Pulando para janeiro de 1962, chegamos ao momento em que tanto a filha de Parris, Elizabeth, com nove anos, quanto a sobrinha dele, Abigail Williams, de 11 anos, começaram a apresentar comportamentos estranhos. As meninas se contorciam, gritavam, arremessavam objetos, faziam sons bizarros e, por causa disso, foram examinadas por um médico.
O veredito do especialista? Eventos sobrenaturais, é claro. Na mesma época, outra criança, Ann Putnam, de 11 anos de idade, teve os mesmos sintomas que as garotas avaliadas pelo médico. Pressionadas por Jonathan Corwin e John Hathorne, magistrados, as garotas acabaram acusando três mulheres de bruxaria: Tituba, que era escrava de Parris; Sarah Good, uma moradora de rua; e Sarah Osborne, uma idosa pobre.
A partir da acusação, as três foram interrogadas por vários dias – Tituba foi a única a dizer que tinha feito um pacto com o demônio, afirmando ter assinado um livro e garantindo que mais bruxas estavam espalhadas por Salem, com o objetivo de acabar com os puritanos. As três acusadas acabaram presas.
As declarações de Tituba causaram furor em toda a cidade. Ao mesmo tempo, outra acusada de bruxaria, Martha Corey, causou ainda mais pânico. O motivo? Ela era cristã e participava ativamente da igreja local, ou seja: se até ela era uma bruxa, qualquer uma poderia ser. Em abril do mesmo ano, os tribunais de Salem julgavam dezenas de acusadas de bruxaria – nessa época até mesmo a filha de Sarah Good, uma garotinha de apenas quatro anos de idade, serviu como testemunha.
O número de acusadas não parava de crescer e, no dia 27 de maio de 1692, o governador William Phipps criou um tribunal especialmente para os casos de bruxaria. O primeiro julgamento foi o de Bridget Bishop, acusada de bruxaria por ser fofoqueira e promíscua. Ainda que tenha dito que não tinha qualquer envolvimento com bruxaria, ela acabou sendo considerada culpada e se tornou, no dia 10 de junho, a primeira pessoa enforcada sob a acusação de bruxaria.

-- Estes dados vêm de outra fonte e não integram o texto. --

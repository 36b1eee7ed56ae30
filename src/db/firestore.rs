// SPDX-License-Identifier: MIT
// Copyright 2026 Roland Dreier <roland@rolandd.dev>

//! Firestore-backed user store.
//!
//! Users live in the `users` collection keyed by Spotify user ID.

use crate::db::{collections, StoreError, UserStore};
use crate::models::User;
use async_trait::async_trait;
use firestore::errors::FirestoreError;
use firestore::{paths, FirestoreConsistencySelector};

/// Attempts at a contended token version bump before giving up.
const MAX_BUMP_ATTEMPTS: u32 = 5;

/// Firestore database client.
#[derive(Clone)]
pub struct FirestoreDb {
    client: Option<firestore::FirestoreDb>,
}

impl FirestoreDb {
    /// Create a new Firestore client.
    ///
    /// For local development with emulator, set FIRESTORE_EMULATOR_HOST.
    pub async fn new(project_id: &str) -> Result<Self, StoreError> {
        // If the emulator environment variable is set, use unauthenticated connection
        // to avoid local credential warnings and leakage.
        if std::env::var("FIRESTORE_EMULATOR_HOST").is_ok() {
            return Self::create_emulator_client(project_id).await;
        }

        let client = firestore::FirestoreDb::new(project_id)
            .await
            .map_err(|e| StoreError::Backend(format!("Failed to connect to Firestore: {}", e)))?;

        tracing::info!(project = project_id, "Connected to Firestore");

        Ok(Self {
            client: Some(client),
        })
    }

    /// Create a Firestore client for the emulator with unauthenticated access.
    async fn create_emulator_client(project_id: &str) -> Result<Self, StoreError> {
        tracing::info!("Using unauthenticated connection for Firestore Emulator");

        let token_source = gcloud_sdk::ExternalJwtFunctionSource::new(|| async {
            Ok(gcloud_sdk::Token {
                token_type: "Bearer".to_string(),
                token: gcloud_sdk::SecretValue::new(
                    "eyJhbGciOiJub25lIn0.eyJ1aWQiOiJ0ZXN0In0."
                        .to_string()
                        .into(),
                ),
                expiry: chrono::Utc::now() + chrono::Duration::hours(1),
            })
        });

        let options = firestore::FirestoreDbOptions::new(project_id.to_string());

        let client = firestore::FirestoreDb::with_options_token_source(
            options,
            gcloud_sdk::GCP_DEFAULT_SCOPES.clone(),
            gcloud_sdk::TokenSourceType::ExternalSource(Box::new(token_source)),
        )
        .await
        .map_err(|e| {
            StoreError::Backend(format!("Failed to connect to Firestore Emulator: {}", e))
        })?;

        tracing::info!(
            project = project_id,
            "Connected to Firestore (Emulator/Unauthenticated)"
        );

        Ok(Self {
            client: Some(client),
        })
    }

    /// Create an offline client for testing.
    ///
    /// All database operations will return an error if called.
    pub fn new_mock() -> Self {
        Self { client: None }
    }

    /// Helper to get the client or return an error if offline.
    fn get_client(&self) -> Result<&firestore::FirestoreDb, StoreError> {
        self.client
            .as_ref()
            .ok_or_else(|| StoreError::Backend("Database not connected (offline mode)".to_string()))
    }

    /// One read-increment-write of the token version inside a transaction.
    ///
    /// The read goes through the transaction, so the commit fails if another
    /// writer touched the document in between and the version never moves
    /// backwards.
    async fn try_bump_token_version(&self, user_id: &str) -> Result<u64, StoreError> {
        let client = self.get_client()?;

        let mut transaction = client
            .begin_transaction()
            .await
            .map_err(|e| StoreError::Backend(format!("Failed to begin transaction: {}", e)))?;

        let in_transaction = client.clone_with_consistency_selector(
            FirestoreConsistencySelector::Transaction(transaction.transaction_id().clone()),
        );

        let current: Option<User> = match in_transaction
            .fluent()
            .select()
            .by_id_in(collections::USERS)
            .obj()
            .one(user_id)
            .await
        {
            Ok(current) => current,
            Err(e) => {
                let _ = transaction.rollback().await;
                return Err(StoreError::Backend(format!(
                    "Failed to read user in transaction: {}",
                    e
                )));
            }
        };

        let Some(mut user) = current else {
            let _ = transaction.rollback().await;
            return Err(StoreError::NotFound(user_id.to_string()));
        };

        let Some(next) = user.token_version.checked_add(1) else {
            let _ = transaction.rollback().await;
            return Err(StoreError::Backend("token version overflow".to_string()));
        };
        user.token_version = next;

        client
            .fluent()
            .update()
            .fields(paths!(User::{token_version}))
            .in_col(collections::USERS)
            .document_id(user_id)
            .object(&user)
            .add_to_transaction(&mut transaction)
            .map_err(|e| {
                StoreError::Backend(format!("Failed to add version bump to transaction: {}", e))
            })?;

        transaction
            .commit()
            .await
            .map_err(|e| StoreError::Backend(format!("Transaction commit failed: {}", e)))?;

        tracing::info!(user_id, token_version = next, "Token version bumped");

        Ok(next)
    }

    async fn require_user(&self, user_id: &str) -> Result<User, StoreError> {
        self.find_by_id(user_id)
            .await?
            .ok_or_else(|| StoreError::NotFound(user_id.to_string()))
    }
}

fn backend(e: FirestoreError) -> StoreError {
    StoreError::Backend(e.to_string())
}

#[async_trait]
impl UserStore for FirestoreDb {
    async fn find_by_id(&self, user_id: &str) -> Result<Option<User>, StoreError> {
        self.get_client()?
            .fluent()
            .select()
            .by_id_in(collections::USERS)
            .obj()
            .one(user_id)
            .await
            .map_err(backend)
    }

    async fn find_by_email(&self, email: &str) -> Result<Option<User>, StoreError> {
        let email = email.to_string();
        let users: Vec<User> = self
            .get_client()?
            .fluent()
            .select()
            .from(collections::USERS)
            .filter(move |q| q.for_all([q.field("email").eq(email.clone())]))
            .limit(1)
            .obj()
            .query()
            .await
            .map_err(backend)?;

        Ok(users.into_iter().next())
    }

    async fn list(&self) -> Result<Vec<User>, StoreError> {
        self.get_client()?
            .fluent()
            .select()
            .from(collections::USERS)
            .order_by([("user_id", firestore::FirestoreQueryDirection::Ascending)])
            .obj()
            .query()
            .await
            .map_err(backend)
    }

    async fn insert(&self, user: &User) -> Result<(), StoreError> {
        let _: User = self
            .get_client()?
            .fluent()
            .insert()
            .into(collections::USERS)
            .document_id(&user.user_id)
            .object(user)
            .execute()
            .await
            .map_err(|e| match e {
                FirestoreError::DataConflictError(_) => {
                    StoreError::Duplicate(user.user_id.clone())
                }
                other => backend(other),
            })?;
        Ok(())
    }

    async fn update_spotify_code(&self, user_id: &str, code: &str) -> Result<(), StoreError> {
        let mut user = self.require_user(user_id).await?;
        user.spotify_code = code.to_string();

        let _: User = self
            .get_client()?
            .fluent()
            .update()
            .fields(paths!(User::{spotify_code}))
            .in_col(collections::USERS)
            .document_id(user_id)
            .object(&user)
            .execute()
            .await
            .map_err(backend)?;
        Ok(())
    }

    async fn bump_token_version(&self, user_id: &str) -> Result<u64, StoreError> {
        let mut attempt = 1;
        loop {
            match self.try_bump_token_version(user_id).await {
                Err(StoreError::Backend(e)) if attempt < MAX_BUMP_ATTEMPTS => {
                    tracing::warn!(user_id, attempt, error = %e, "Token version bump retrying");
                    attempt += 1;
                }
                result => return result,
            }
        }
    }
}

No mês seguinte, mais cinco mulheres foram condenadas ao enforcamento; em 19 de agosto, foram mais cinco e, em setembro, oito. À época, tanto o ministro Cotton Mather quanto seu filho, Increase Mather, então presidente de Harvard, pediam ao Governo para que não considerasse sonhos e visões como evidências em testemunhos.
Os pedidos foram considerados pelo governador Phipps, que estava em um dilema depois de sua própria esposa ser acusada de bruxaria – aí a coisa muda, né? Com o passar do tempo, as condenações diminuíram, e, em outubro, de 56 acusadas, três foram condenadas, e as mulheres que estavam presas acabaram sendo liberadas em maio de 1693.
Ainda assim, o estrago já tinha sido feito. Ao todo, 19 mulheres foram enforcadas, diversas morreram na prisão, um homem de 71 anos foi morto a pedradas e cerca de 200 pessoas foram acusadas de praticar bruxaria e realizar pactos com o demônio.
Com o fim das acusações, dos julgamentos, das prisões e das sentenças, começou a série de mea culpa com declarações de pessoas como o juiz Samuel Sewall, que pediu perdão publicamente por ter errado em seus julgamentos. No dia 14 de janeiro de 1697, o Tribunal Geral de Salem promoveu um dia de jejum em respeito às almas das mulheres condenadas.
Em 1711, as famílias das vítimas receberam 600 libras como forma de indenização, mas o estado de Massachusetts só se desculpou formalmente pela atrocidade em 1957, 250 anos após os enforcamentos.
A história triste de Salem acabou servindo de inspiração para artistas e pesquisadores – um artigo publicado em 1976 pela psicóloga Linnda Caporael afirmava que o comportamento estranho das crianças, avaliado como uma atividade paranormal pelo médico que as examinou, era, na verdade, resultado de uma contaminação por um tipo de fungo encontrado em centeio, trigos e outros cereais, já que o contágio por esse tipo de fungo pode causar vômito, contrações musculares e alucinações.
Atualmente, a atração mais visitada da cidade é justamente o Museu das Bruxas de Salem, que exibe documentos da época em cenários idênticos aos tribunais que julgavam as mulheres de então. O lugar é conhecido também por explorar o universo das bruxas ao longo da História.